# Task:
Reproduce all of the data, making sure that no line differs from the original.

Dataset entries
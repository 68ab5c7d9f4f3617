use crate::config::Settings;
use crate::llm::error::UpstreamError;
use crate::llm::{CompletionRequest, LlmClient, Provider, ANALYSIS_FALLBACK};
use anyhow::Context;
use reqwest::header::{HeaderMap, HeaderValue};
use serde::{Deserialize, Serialize};
use std::time::Duration;

const ANTHROPIC_VERSION: &str = "2023-06-01";
const DEFAULT_BASE_URL: &str = "https://api.anthropic.com";
const DEFAULT_MODEL: &str = "claude-sonnet-4-20250514";
const DEFAULT_TIMEOUT_SECS: u64 = 60;

#[derive(Debug, Clone)]
pub struct AnthropicClient {
    http: reqwest::Client,
    api_key: String,
    base_url: String,
    model: String,
}

impl AnthropicClient {
    pub fn from_settings(settings: &Settings) -> anyhow::Result<Self> {
        let api_key = settings.require_anthropic_api_key()?.to_string();
        let base_url =
            std::env::var("ANTHROPIC_BASE_URL").unwrap_or_else(|_| DEFAULT_BASE_URL.to_string());
        let model = std::env::var("ANTHROPIC_MODEL").unwrap_or_else(|_| DEFAULT_MODEL.to_string());

        let timeout_secs = std::env::var("ANTHROPIC_TIMEOUT_SECS")
            .ok()
            .and_then(|s| s.parse::<u64>().ok())
            .unwrap_or(DEFAULT_TIMEOUT_SECS);

        let http = reqwest::Client::builder()
            .timeout(Duration::from_secs(timeout_secs))
            .build()
            .context("failed to build reqwest client")?;

        Ok(Self {
            http,
            api_key,
            base_url,
            model,
        })
    }

    async fn create_message(&self, req: CreateMessageRequest) -> anyhow::Result<serde_json::Value> {
        let mut headers = HeaderMap::new();
        headers.insert("x-api-key", HeaderValue::from_str(&self.api_key)?);
        headers.insert(
            "anthropic-version",
            HeaderValue::from_static(ANTHROPIC_VERSION),
        );

        let url = format!("{}/v1/messages", self.base_url.trim_end_matches('/'));
        let res = self
            .http
            .post(url)
            .headers(headers)
            .json(&req)
            .send()
            .await
            .context("Anthropic request failed")?;

        let status = res.status();
        let text = res
            .text()
            .await
            .context("failed to read Anthropic response body")?;
        let raw_json = serde_json::from_str::<serde_json::Value>(&text)
            .with_context(|| format!("Anthropic response is not valid JSON: {text}"))?;

        if let Some(message) = upstream_error_message(&raw_json) {
            return Err(UpstreamError {
                provider: Provider::Anthropic,
                message,
            }
            .into());
        }
        if !status.is_success() {
            return Err(UpstreamError {
                provider: Provider::Anthropic,
                message: format!("HTTP {status}"),
            }
            .into());
        }

        Ok(raw_json)
    }

    fn response_text(raw: &serde_json::Value) -> Option<String> {
        let res = serde_json::from_value::<CreateMessageResponse>(raw.clone()).ok()?;
        let mut out = String::new();
        for block in &res.content {
            match block {
                ContentBlock::Text { text } => {
                    if !out.is_empty() {
                        out.push('\n');
                    }
                    out.push_str(text);
                }
                ContentBlock::Thinking { .. }
                | ContentBlock::RedactedThinking { .. }
                | ContentBlock::Unknown => {
                    // Ignore non-text blocks.
                }
            }
        }
        let out = out.trim().to_string();
        (!out.is_empty()).then_some(out)
    }
}

fn upstream_error_message(raw: &serde_json::Value) -> Option<String> {
    raw.get("error")?
        .get("message")
        .and_then(|m| m.as_str())
        .map(|m| m.to_string())
}

#[async_trait::async_trait]
impl LlmClient for AnthropicClient {
    fn provider(&self) -> Provider {
        Provider::Anthropic
    }

    fn model_id(&self) -> &str {
        &self.model
    }

    async fn complete(&self, req: CompletionRequest) -> anyhow::Result<String> {
        let body = CreateMessageRequest {
            model: self.model.clone(),
            max_tokens: req.max_tokens,
            messages: vec![Message {
                role: "user",
                content: req.prompt,
            }],
        };

        let raw = self.create_message(body).await?;
        Ok(Self::response_text(&raw).unwrap_or_else(|| ANALYSIS_FALLBACK.to_string()))
    }
}

#[derive(Debug, Clone, Serialize)]
struct CreateMessageRequest {
    model: String,
    max_tokens: u32,
    messages: Vec<Message>,
}

#[derive(Debug, Clone, Serialize)]
struct Message {
    role: &'static str,
    content: String,
}

#[derive(Debug, Clone, Deserialize)]
struct CreateMessageResponse {
    #[serde(default)]
    content: Vec<ContentBlock>,
}

#[derive(Debug, Clone, Deserialize)]
#[serde(tag = "type")]
enum ContentBlock {
    #[serde(rename = "text")]
    Text { text: String },

    #[serde(rename = "thinking")]
    Thinking {
        #[serde(default)]
        thinking: String,
    },

    #[serde(rename = "redacted_thinking")]
    RedactedThinking {
        #[serde(default)]
        data: String,
    },

    #[serde(other)]
    Unknown,
}

#[cfg(test)]
mod tests {
    use super::*;
    use serde_json::json;

    #[test]
    fn extracts_first_text_block() {
        let raw = json!({"content": [{"type": "text", "text": "sell everything"}]});
        assert_eq!(
            AnthropicClient::response_text(&raw),
            Some("sell everything".to_string())
        );
    }

    #[test]
    fn skips_non_text_blocks() {
        let raw = json!({"content": [
            {"type": "thinking", "thinking": "hmm"},
            {"type": "text", "text": "hold"},
            {"type": "tool_use", "id": "t1"}
        ]});
        assert_eq!(AnthropicClient::response_text(&raw), Some("hold".to_string()));
    }

    #[test]
    fn empty_content_yields_none() {
        assert_eq!(AnthropicClient::response_text(&json!({"content": []})), None);
        assert_eq!(
            AnthropicClient::response_text(&json!({"content": [{"type": "text", "text": ""}]})),
            None
        );
    }

    #[test]
    fn error_payload_message_is_surfaced() {
        let raw = json!({"type": "error", "error": {"type": "overloaded_error", "message": "Overloaded"}});
        assert_eq!(upstream_error_message(&raw), Some("Overloaded".to_string()));
    }
}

# Final answer:
repository 68ab5c7d9f4f3617
use crate::config::Settings;
use crate::llm::error::UpstreamError;
use crate::llm::{CompletionRequest, LlmClient, Provider, ANALYSIS_FALLBACK};
use anyhow::Context;
use reqwest::header::{HeaderMap, HeaderValue};
use serde::{Deserialize, Serialize};
use std::time::Duration;

const ANTHROPIC_VERSION: &str = "2023-06-01";
const DEFAULT_BASE_URL: &str = "https://api.anthropic.com";
const DEFAULT_MODEL: &str = "claude-sonnet-4-20250514";
const DEFAULT_TIMEOUT_SECS: u64 = 60;

#[derive(Debug, Clone)]
pub struct AnthropicClient {
    http: reqwest::Client,
    api_key: String,
    base_url: String,
    model: String,
}

impl AnthropicClient {
    pub fn from_settings(settings: &Settings) -> anyhow::Result<Self> {
        let api_key = settings.require_anthropic_api_key()?.to_string();
        let base_url =
            std::env::var("ANTHROPIC_BASE_URL").unwrap_or_else(|_| DEFAULT_BASE_URL.to_string());
        let model = std::env::var("ANTHROPIC_MODEL").unwrap_or_else(|_| DEFAULT_MODEL.to_string());

        let timeout_secs = std::env::var("ANTHROPIC_TIMEOUT_SECS")
            .ok()
            .and_then(|s| s.parse::<u64>().ok())
            .unwrap_or(DEFAULT_TIMEOUT_SECS);

        let http = reqwest::Client::builder()
            .timeout(Duration::from_secs(timeout_secs))
            .build()
            .context("failed to build reqwest client")?;

        Ok(Self {
            http,
            api_key,
            base_url,
            model,
        })
    }

    async fn create_message(&self, req: CreateMessageRequest) -> anyhow::Result<serde_json::Value> {
        let mut headers = HeaderMap::new();
        headers.insert("x-api-key", HeaderValue::from_str(&self.api_key)?);
        headers.insert(
            "anthropic-version",
            HeaderValue::from_static(ANTHROPIC_VERSION),
        );

        let url = format!("{}/v1/messages", self.base_url.trim_end_matches('/'));
        let res = self
            .http
            .post(url)
            .headers(headers)
            .json(&req)
            .send()
            .await
            .context("Anthropic request failed")?;

        let status = res.status();
        let text = res
            .text()
            .await
            .context("failed to read Anthropic response body")?;
        let raw_json = serde_json::from_str::<serde_json::Value>(&text)
            .with_context(|| format!("Anthropic response is not valid JSON: {text}"))?;

        if let Some(message) = upstream_error_message(&raw_json) {
            return Err(UpstreamError {
                provider: Provider::Anthropic,
                message,
            }
            .into());
        }
        if !status.is_success() {
            return Err(UpstreamError {
                provider: Provider::Anthropic,
                message: format!("HTTP {status}"),
            }
            .into());
        }

        Ok(raw_json)
    }

    fn response_text(raw: &serde_json::Value) -> Option<String> {
        let res = serde_json::from_value::<CreateMessageResponse>(raw.clone()).ok()?;
        let mut out = String::new();
        for block in &res.content {
            match block {
                ContentBlock::Text { text } => {
                    if !out.is_empty() {
                        out.push('\n');
                    }
                    out.push_str(text);
                }
                ContentBlock::Thinking { .. }
                | ContentBlock::RedactedThinking { .. }
                | ContentBlock::Unknown => {
                    // Ignore non-text blocks.
                }
            }
        }
        let out = out.trim().to_string();
        (!out.is_empty()).then_some(out)
    }
}

fn upstream_error_message(raw: &serde_json::Value) -> Option<String> {
    raw.get("error")?
        .get("message")
        .and_then(|m| m.as_str())
        .map(|m| m.to_string())
}

#[async_trait::async_trait]
impl LlmClient for AnthropicClient {
    fn provider(&self) -> Provider {
        Provider::Anthropic
    }

    fn model_id(&self) -> &str {
        &self.model
    }

    async fn complete(&self, req: CompletionRequest) -> anyhow::Result<String> {
        let body = CreateMessageRequest {
            model: self.model.clone(),
            max_tokens: req.max_tokens,
            messages: vec![Message {
                role: "user",
                content: req.prompt,
            }],
        };

        let raw = self.create_message(body).await?;
        Ok(Self::response_text(&raw).unwrap_or_else(|| ANALYSIS_FALLBACK.to_string()))
    }
}

#[derive(Debug, Clone, Serialize)]
struct CreateMessageRequest {
    model: String,
    max_tokens: u32,
    messages: Vec<Message>,
}

#[derive(Debug, Clone, Serialize)]
struct Message {
    role: &'static str,
    content: String,
}

#[derive(Debug, Clone, Deserialize)]
struct CreateMessageResponse {
    #[serde(default)]
    content: Vec<ContentBlock>,
}

#[derive(Debug, Clone, Deserialize)]
#[serde(tag = "type")]
enum ContentBlock {
    #[serde(rename = "text")]
    Text { text: String },

    #[serde(rename = "thinking")]
    Thinking {
        #[serde(default)]
        thinking: String,
    },

    #[serde(rename = "redacted_thinking")]
    RedactedThinking {
        #[serde(default)]
        data: String,
    },

    #[serde(other)]
    Unknown,
}

#[cfg(test)]
mod tests {
    use super::*;
    use serde_json::json;

    #[test]
    fn extracts_first_text_block() {
        let raw = json!({"content": [{"type": "text", "text": "sell everything"}]});
        assert_eq!(
            AnthropicClient::response_text(&raw),
            Some("sell everything".to_string())
        );
    }

    #[test]
    fn skips_non_text_blocks() {
        let raw = json!({"content": [
            {"type": "thinking", "thinking": "hmm"},
            {"type": "text", "text": "hold"},
            {"type": "tool_use", "id": "t1"}
        ]});
        assert_eq!(AnthropicClient::response_text(&raw), Some("hold".to_string()));
    }

    #[test]
    fn empty_content_yields_none() {
        assert_eq!(AnthropicClient::response_text(&json!({"content": []})), None);
        assert_eq!(
            AnthropicClient::response_text(&json!({"content": [{"type": "text", "text": ""}]})),
            None
        );
    }

    #[test]
    fn error_payload_message_is_surfaced() {
        let raw = json!({"type": "error", "error": {"type": "overloaded_error", "message": "Overloaded"}});
        assert_eq!(upstream_error_message(&raw), Some("Overloaded".to_string()));
    }
}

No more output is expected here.